The landmark 2019 law is intended to decarbonize the state over the next quarter century and simultaneously counter decades of environmental injustice.
The costs will be massive, but the details are unknown and likely unknowable at this point.
The figure $270 billion has been thrown around, which is not as big as it sounds when spread over 25 years in a state whose gross domestic product is $2 trillion a year.
But it does not reflect the rampant cost increases of late, nor the delays and cancellations being seen in New York’s renewable energy development pipeline.
Also, the costs will not be spread evenly among the state’s 20 million people.

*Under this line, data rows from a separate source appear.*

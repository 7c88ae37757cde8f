mod common;

use proptest::prelude::*;

use kira_isatab::encode;
use kira_isatab::model::{Comment, Investigation, Study};
use kira_isatab::tabtext::TabWriter;

/// Minimal decoder: section marker -> (row label, cells) in file order.
fn decode_sections(text: &str) -> Vec<(String, Vec<(String, Vec<String>)>)> {
    let mut sections: Vec<(String, Vec<(String, Vec<String>)>)> = Vec::new();
    for mut row in common::read_rows(text) {
        let label = row.remove(0);
        let is_marker =
            row.is_empty() && label.chars().all(|ch| ch.is_ascii_uppercase() || ch == ' ');
        if is_marker {
            sections.push((label, Vec::new()));
        } else if let Some((_, rows)) = sections.last_mut() {
            rows.push((label, row));
        }
    }
    sections
}

fn comments_of(rows: &[(String, Vec<String>)], column: usize) -> Vec<Comment> {
    rows.iter()
        .filter_map(|(label, cells)| {
            let name = label.strip_prefix("Comment[")?.strip_suffix(']')?;
            let value = cells.get(column)?;
            Some(Comment::new(name, value.as_str()))
        })
        .collect()
}

fn cells<'r>(rows: &'r [(String, Vec<String>)], label: &str) -> &'r [String] {
    rows.iter()
        .find(|(row_label, _)| row_label == label)
        .map(|(_, cells)| cells.as_slice())
        .unwrap_or(&[])
}

#[test]
fn decoded_shape_matches_input() {
    let investigation = common::drought_investigation();
    let bundle = encode(&investigation).unwrap();
    let sections = decode_sections(bundle.investigation().unwrap());

    let (_, header) = sections
        .iter()
        .find(|(marker, _)| marker == "INVESTIGATION")
        .unwrap();
    assert_eq!(cells(header, "Investigation Title"), [investigation.title.as_str()]);
    assert_eq!(comments_of(header, 0), investigation.comments);

    let study = &investigation.studies[0];
    let (_, study_rows) = sections.iter().find(|(marker, _)| marker == "STUDY").unwrap();
    assert_eq!(cells(study_rows, "Study Identifier"), [study.identifier.as_str()]);
    assert_eq!(comments_of(study_rows, 0), study.comments);

    let (_, protocol_rows) = sections
        .iter()
        .find(|(marker, _)| marker == "STUDY PROTOCOLS")
        .unwrap();
    let names = cells(protocol_rows, "Study Protocol Name");
    let parameters = cells(protocol_rows, "Study Protocol Parameters Name");
    for (index, protocol) in study.protocols.iter().enumerate() {
        assert_eq!(names[index], protocol.name);
        let decoded: Vec<&str> = if parameters[index].is_empty() {
            Vec::new()
        } else {
            parameters[index].split(';').collect()
        };
        let expected: Vec<&str> = protocol
            .parameters
            .iter()
            .map(|parameter| parameter.parameter_name.term.as_str())
            .collect();
        assert_eq!(decoded, expected);
    }

    let (_, contact_rows) = sections
        .iter()
        .find(|(marker, _)| marker == "INVESTIGATION CONTACTS")
        .unwrap();
    for (index, person) in investigation.contacts.iter().enumerate() {
        assert_eq!(comments_of(contact_rows, index), person.comments);
    }
}

#[test]
fn comment_rows_equal_distinct_names() {
    let mut investigation = Investigation::new("I1");
    let mut study = Study::new("S1", "s_study.txt");
    let mut first = kira_isatab::model::StudyFactor::new("light");
    first.comments = vec![Comment::new("Unit", "lux"), Comment::new("Source", "lamp")];
    let mut second = kira_isatab::model::StudyFactor::new("water");
    second.comments = vec![Comment::new("Depth", "2cm"), Comment::new("Unit", "ml")];
    study.factors = vec![first, second];
    investigation.studies.push(study);

    let bundle = encode(&investigation).unwrap();
    let sections = decode_sections(bundle.investigation().unwrap());
    let (_, factor_rows) = sections
        .iter()
        .find(|(marker, _)| marker == "STUDY FACTORS")
        .unwrap();

    let comment_rows: Vec<&(String, Vec<String>)> = factor_rows
        .iter()
        .filter(|(label, _)| label.starts_with("Comment["))
        .collect();
    assert_eq!(comment_rows.len(), 3);
    assert_eq!(comment_rows[0].0, "Comment[Unit]");
    assert_eq!(comment_rows[0].1, ["lux", "ml"]);
    assert_eq!(comment_rows[1].1, ["lamp", ""]);
    assert_eq!(comment_rows[2].1, ["", "2cm"]);
}

#[test]
fn repeated_comment_name_fills_one_row_per_occurrence() {
    let mut investigation = Investigation::new("I1");
    let mut study = Study::new("S1", "s_study.txt");
    let mut light = kira_isatab::model::StudyFactor::new("light");
    light.comments = vec![
        Comment::new("Keyword", "lux"),
        Comment::new("Unit", "lx"),
        Comment::new("Keyword", "lamp"),
    ];
    let mut water = kira_isatab::model::StudyFactor::new("water");
    water.comments = vec![Comment::new("Keyword", "irrigation")];
    study.factors = vec![light, water];
    investigation.studies.push(study);

    let bundle = encode(&investigation).unwrap();
    let sections = decode_sections(bundle.investigation().unwrap());
    let (_, factor_rows) = sections
        .iter()
        .find(|(marker, _)| marker == "STUDY FACTORS")
        .unwrap();

    let keyword_rows: Vec<&Vec<String>> = factor_rows
        .iter()
        .filter(|(label, _)| label == "Comment[Keyword]")
        .map(|(_, cells)| cells)
        .collect();
    assert_eq!(keyword_rows.len(), 2);
    assert_eq!(keyword_rows[0], &["lux", "irrigation"]);
    assert_eq!(keyword_rows[1], &["lamp", ""]);
    assert_eq!(cells(factor_rows, "Comment[Unit]"), ["lx", ""]);
    assert_eq!(comments_of(factor_rows, 0).len(), 3);
}

#[test]
fn study_table_passes_through() {
    let mut investigation = Investigation::new("I1");
    let mut study = Study::new("S1", "s_plants.txt");
    study.table.columns = vec!["Source Name".to_string(), "Characteristics[Organism]".to_string()];
    study.table.rows = vec![vec!["plant 1".to_string(), "Arabidopsis \"thaliana\"".to_string()]];
    investigation.studies.push(study);

    let bundle = encode(&investigation).unwrap();
    let rows = common::read_rows(bundle.get("s_plants.txt").unwrap());
    assert_eq!(rows[0], ["Source Name", "Characteristics[Organism]"]);
    assert_eq!(rows[1], ["plant 1", "Arabidopsis \"thaliana\""]);
}

proptest! {
    #[test]
    fn quoted_cells_split_back_exactly(cells in prop::collection::vec("[a-z\t\n\"; ]{0,12}", 1..6)) {
        let mut writer = TabWriter::new();
        let mut row = vec!["Label".to_string()];
        row.extend(cells.iter().cloned());
        writer.write_row(&row).unwrap();
        let text = writer.into_string().unwrap();

        let parsed = common::read_rows(&text);
        prop_assert_eq!(parsed.len(), 1);
        prop_assert_eq!(&parsed[0], &row);
    }
}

The federal dollars everyone is counting on to help cover the cost may not last forever, and presumably someday will have to be paid back with interest by federal taxpayers, including those in New York.
Finally, the benefits from all that spending are unknown and will not be reflected entirely in utility bills. Reduced medical expenditures, prevented societal costs, energy efficiency/conservation and increased economic activity are a few of the presumed positives being counted against capital costs as the state calculates a net benefit of more than $100 billion from CLCPA spending.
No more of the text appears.